[Instructions to follow]
Search the records for the string "spinner" and return each line that has it.

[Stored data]
====================
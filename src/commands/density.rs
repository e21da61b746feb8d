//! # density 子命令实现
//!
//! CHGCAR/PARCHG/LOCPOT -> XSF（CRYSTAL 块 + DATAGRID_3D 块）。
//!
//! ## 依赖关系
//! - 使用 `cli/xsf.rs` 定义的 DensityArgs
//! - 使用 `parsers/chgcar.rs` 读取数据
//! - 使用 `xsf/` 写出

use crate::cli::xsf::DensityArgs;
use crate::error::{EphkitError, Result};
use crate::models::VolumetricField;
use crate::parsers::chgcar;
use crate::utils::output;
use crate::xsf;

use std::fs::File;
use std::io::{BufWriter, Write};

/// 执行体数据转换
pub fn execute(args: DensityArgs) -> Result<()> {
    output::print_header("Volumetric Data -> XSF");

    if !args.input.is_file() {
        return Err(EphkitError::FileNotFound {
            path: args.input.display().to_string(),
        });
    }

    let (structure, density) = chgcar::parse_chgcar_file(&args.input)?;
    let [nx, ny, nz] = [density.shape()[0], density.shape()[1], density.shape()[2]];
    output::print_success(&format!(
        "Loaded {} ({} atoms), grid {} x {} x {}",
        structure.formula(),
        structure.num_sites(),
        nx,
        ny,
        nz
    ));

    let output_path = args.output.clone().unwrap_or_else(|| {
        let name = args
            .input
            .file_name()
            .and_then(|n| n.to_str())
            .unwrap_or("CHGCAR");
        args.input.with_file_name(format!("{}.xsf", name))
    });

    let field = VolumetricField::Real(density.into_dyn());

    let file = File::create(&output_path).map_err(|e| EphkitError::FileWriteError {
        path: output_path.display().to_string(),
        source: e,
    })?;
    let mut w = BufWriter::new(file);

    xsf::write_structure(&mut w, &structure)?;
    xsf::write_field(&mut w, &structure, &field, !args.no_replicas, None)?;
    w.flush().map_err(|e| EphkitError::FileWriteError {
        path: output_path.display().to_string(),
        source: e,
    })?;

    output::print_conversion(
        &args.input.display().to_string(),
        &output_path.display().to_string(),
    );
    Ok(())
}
====================
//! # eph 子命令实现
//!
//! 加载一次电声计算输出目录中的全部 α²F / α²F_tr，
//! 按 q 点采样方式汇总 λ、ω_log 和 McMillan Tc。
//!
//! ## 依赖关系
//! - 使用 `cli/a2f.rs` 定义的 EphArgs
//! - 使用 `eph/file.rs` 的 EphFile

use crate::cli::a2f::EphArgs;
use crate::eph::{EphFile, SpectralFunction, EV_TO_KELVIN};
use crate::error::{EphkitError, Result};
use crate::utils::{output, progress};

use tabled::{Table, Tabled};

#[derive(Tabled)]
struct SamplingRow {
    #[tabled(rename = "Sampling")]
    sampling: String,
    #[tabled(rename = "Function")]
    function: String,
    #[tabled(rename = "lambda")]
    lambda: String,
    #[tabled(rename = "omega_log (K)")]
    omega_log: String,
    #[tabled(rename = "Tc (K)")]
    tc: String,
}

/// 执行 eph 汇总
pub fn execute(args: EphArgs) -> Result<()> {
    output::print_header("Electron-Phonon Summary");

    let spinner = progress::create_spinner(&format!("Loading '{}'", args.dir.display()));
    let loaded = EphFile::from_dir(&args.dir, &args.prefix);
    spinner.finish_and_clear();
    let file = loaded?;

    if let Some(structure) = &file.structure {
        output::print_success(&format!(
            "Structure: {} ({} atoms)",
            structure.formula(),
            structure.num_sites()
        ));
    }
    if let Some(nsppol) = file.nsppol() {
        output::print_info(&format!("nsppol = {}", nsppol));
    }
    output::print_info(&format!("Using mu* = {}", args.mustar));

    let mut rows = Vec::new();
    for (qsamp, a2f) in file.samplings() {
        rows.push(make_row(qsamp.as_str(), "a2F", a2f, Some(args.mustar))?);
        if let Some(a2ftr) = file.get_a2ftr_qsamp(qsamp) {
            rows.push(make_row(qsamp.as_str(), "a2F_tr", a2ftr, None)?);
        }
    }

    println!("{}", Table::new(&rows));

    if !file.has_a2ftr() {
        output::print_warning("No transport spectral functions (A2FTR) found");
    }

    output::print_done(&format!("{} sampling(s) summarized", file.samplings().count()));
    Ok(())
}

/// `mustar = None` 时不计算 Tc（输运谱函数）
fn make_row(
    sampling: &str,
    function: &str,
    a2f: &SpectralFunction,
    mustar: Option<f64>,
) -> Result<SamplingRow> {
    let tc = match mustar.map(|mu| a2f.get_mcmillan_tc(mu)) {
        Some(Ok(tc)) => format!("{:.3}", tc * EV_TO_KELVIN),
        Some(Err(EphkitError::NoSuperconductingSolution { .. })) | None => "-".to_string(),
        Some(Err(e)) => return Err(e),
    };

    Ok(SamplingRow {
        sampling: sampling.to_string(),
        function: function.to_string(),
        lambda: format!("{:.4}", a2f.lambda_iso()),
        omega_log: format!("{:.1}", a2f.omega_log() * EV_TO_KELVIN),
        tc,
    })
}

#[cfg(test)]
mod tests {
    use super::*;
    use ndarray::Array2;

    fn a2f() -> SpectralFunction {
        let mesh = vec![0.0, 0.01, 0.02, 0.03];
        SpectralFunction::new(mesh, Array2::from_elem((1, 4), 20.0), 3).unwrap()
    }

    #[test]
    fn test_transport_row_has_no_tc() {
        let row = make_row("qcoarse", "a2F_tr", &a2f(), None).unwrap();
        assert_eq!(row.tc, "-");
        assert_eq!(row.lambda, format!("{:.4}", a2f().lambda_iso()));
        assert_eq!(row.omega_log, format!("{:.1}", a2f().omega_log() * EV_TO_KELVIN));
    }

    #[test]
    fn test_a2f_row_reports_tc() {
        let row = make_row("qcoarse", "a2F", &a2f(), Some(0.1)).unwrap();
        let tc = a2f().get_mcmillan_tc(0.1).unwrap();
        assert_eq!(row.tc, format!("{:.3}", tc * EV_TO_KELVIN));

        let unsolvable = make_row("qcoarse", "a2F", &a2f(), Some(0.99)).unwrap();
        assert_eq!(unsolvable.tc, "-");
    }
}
====================
[Answer section]
    let spinner = progress::create_spinner(&format!("Loading '{}'", args.dir.display()));
    spinner.finish_and_clear();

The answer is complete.